A camera mounted above the microscope captures the live image and projects it onto a video screen. Jarvinen gently spins a dial to lower what he calls an electrode - it's really a glass micropipette with a micro-thin metal filament inside - until it just barely touches a Purkinje cell. To keep cellular debris from clogging the top of the micropipette, Jarvinen blows air gently into a long tube that's connected to the electrode.

Above, Jarvinen keeps his eye on a stack of monitors while controlling the micropipette. Below is the image on his video screen; the pipette's tip is visible at the top of this slice of mouse cerebellum, and the line it's touching is the Purkinje cell layer.

Bob Maue, who's also watching Jarvinen work, whispers that the process is like using a broomstick to touch a basketball floating in a swimming pool. "You have only one try," he adds. Either the electrode successfully records the cell's electrical signals, or it irrevocably damages the cell.

Jarvinen then sips air from the tube to tighten the seal between the micropipette and the cell membrane. Being a musician may be helpful - he plays the trumpet in the Dartmouth Symphony Orchestra and in the Lyme Town Band - in knowing how to apply just the right amount of pressure. But even someone with a lot of experience with the technique will typically get a recording from only two or three cells out of 30 tries.

Success! Jarvinen describes recording the electrical signals as "listening to the cells talk." Each signal is represented by a jagged line that appears on the oscilloscope screen.

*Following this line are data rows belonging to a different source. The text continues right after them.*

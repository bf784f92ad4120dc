//! Output formatting for CLI commands.

use anyhow::Result;
use serde::{Deserialize, Serialize};

use crate::cli::args::{OutputFormat, SolaceArgs};
use crate::engine::{ClassifyResponse, TrainingReport};
use crate::ml::intent_classifier::ClassificationResult;

/// Result structure for training.
#[derive(Debug, Serialize, Deserialize)]
pub struct TrainResult {
    pub model_path: String,
    #[serde(flatten)]
    pub report: TrainingReport,
}

/// Result structure for corpus validation without training.
#[derive(Debug, Serialize, Deserialize)]
pub struct DryRunResult {
    pub documents: usize,
    pub intents: usize,
    pub responses: usize,
    pub intents_without_responses: Vec<String>,
    pub intents_without_utterances: Vec<String>,
}

/// Result structure for one-shot classification.
#[derive(Debug, Serialize, Deserialize)]
pub struct ClassifyResult {
    #[serde(flatten)]
    pub response: ClassifyResponse,
    #[serde(skip_serializing_if = "Option::is_none")]
    pub scores: Option<Vec<ClassificationResult>>,
}

/// Result structure for artifact inspection.
#[derive(Debug, Serialize, Deserialize)]
pub struct InspectResult {
    pub path: String,
    pub size_bytes: u64,
    pub format_version: Option<u32>,
    /// `ok`, or the reason the artifact cannot be used.
    pub status: String,
    pub model: Option<ArtifactSummary>,
}

/// Decoded artifact contents.
#[derive(Debug, Serialize, Deserialize)]
pub struct ArtifactSummary {
    pub classifier: String,
    pub intents: Vec<String>,
    pub vocabulary_size: usize,
    pub documents: usize,
    pub training_accuracy: f64,
    pub corpus_fingerprint: String,
    pub trained_at: String,
    /// Whether the artifact matches the configured corpus and settings.
    pub current: bool,
}

/// Output a result in the specified format.
pub fn output_result<T: Serialize>(message: &str, result: &T, args: &SolaceArgs) -> Result<()> {
    match args.output_format {
        OutputFormat::Human => output_human(message, result, args),
        OutputFormat::Json => output_json(result, args),
    }
}

/// Output in human-readable format.
fn output_human<T: Serialize>(message: &str, result: &T, args: &SolaceArgs) -> Result<()> {
    if args.verbosity() > 0 {
        println!("{message}");
        println!();
    }

    let value = serde_json::to_value(result)?;
    print_value_human(&value, 0);
    Ok(())
}

fn print_value_human(value: &serde_json::Value, indent: usize) {
    let pad = "  ".repeat(indent);
    match value {
        serde_json::Value::Object(obj) => {
            for (key, val) in obj {
                match val {
                    serde_json::Value::Object(_) => {
                        println!("{pad}{key}:");
                        print_value_human(val, indent + 1);
                    }
                    serde_json::Value::Array(items) if items.iter().any(|i| i.is_object()) => {
                        println!("{pad}{key}:");
                        for item in items {
                            println!("{pad}  - {}", format_inline(item));
                        }
                    }
                    _ => println!("{pad}{key}: {}", format_value(val)),
                }
            }
        }
        _ => println!("{pad}{}", format_value(value)),
    }
}

/// Print one chat reply.
pub fn output_reply(
    response: &ClassifyResponse,
    show_intent: bool,
    args: &SolaceArgs,
) -> Result<()> {
    match args.output_format {
        OutputFormat::Json => output_json(response, args),
        OutputFormat::Human => {
            println!("{}", response.response_text);
            if show_intent {
                println!(
                    "  [{} {:.3}]",
                    response.intent.as_deref().unwrap_or("fallback"),
                    response.confidence
                );
            }
            println!();
            Ok(())
        }
    }
}

/// Output in JSON format.
fn output_json<T: Serialize>(result: &T, args: &SolaceArgs) -> Result<()> {
    let json = if args.pretty {
        serde_json::to_string_pretty(result)?
    } else {
        serde_json::to_string(result)?
    };

    println!("{json}");
    Ok(())
}

/// Format a JSON value for display.
fn format_value(value: &serde_json::Value) -> String {
    match value {
        serde_json::Value::String(s) => s.clone(),
        serde_json::Value::Number(n) => n.to_string(),
        serde_json::Value::Bool(b) => b.to_string(),
        serde_json::Value::Array(arr) => {
            let formatted_values = arr.iter().map(format_value).collect::<Vec<_>>().join(", ");
            format!("[{formatted_values}]")
        }
        serde_json::Value::Object(_) => "[object]".to_string(),
        serde_json::Value::Null => "-".to_string(),
    }
}

/// Format an object on a single line as `key=value` pairs.
fn format_inline(value: &serde_json::Value) -> String {
    match value {
        serde_json::Value::Object(obj) => obj
            .iter()
            .map(|(key, val)| format!("{key}={}", format_value(val)))
            .collect::<Vec<_>>()
            .join(" "),
        _ => format_value(value),
    }
}

/// Format bytes into human-readable format.
pub fn format_bytes(bytes: u64) -> String {
    const UNITS: &[&str] = &["B", "KB", "MB", "GB", "TB"];
    let mut size = bytes as f64;
    let mut unit_index = 0;

    while size >= 1024.0 && unit_index < UNITS.len() - 1 {
        size /= 1024.0;
        unit_index += 1;
    }

    let unit = UNITS[unit_index];
    if unit_index == 0 {
        format!("{bytes} {unit}")
    } else {
        format!("{size:.1} {unit}")
    }
}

Next, he carefully suctions the cell into the micropipette and squirts it into a test tube that he sets aside for later genetic analysis; the cell doesn't have to be alive for the additional testing. Jarvinen works tirelessly for several hours until the brain slice gets too old and neurons begin to die.

The pattern of electrical signals emanating from the Purkinje neurons varies according to the mouse's age. In four-day-old mice, Purkinje cells produce five action potentials per second, while in 21-day-old mice, the same type of neurons produce 20 to 40 signals per second.

"So far, there do appear to be changes in the expression of different sodium-channel genes that correlate with the changes in activity," Maue says. Up to now, Jarvinen has been examining neurons from normal mice. Eventually, Maue plans to have his researchers examine neurons from mutant mice that are missing the nerve growth factor that regulates the sodium-channel genes.

Laura Carter is the associate editor of Dartmouth Medicine.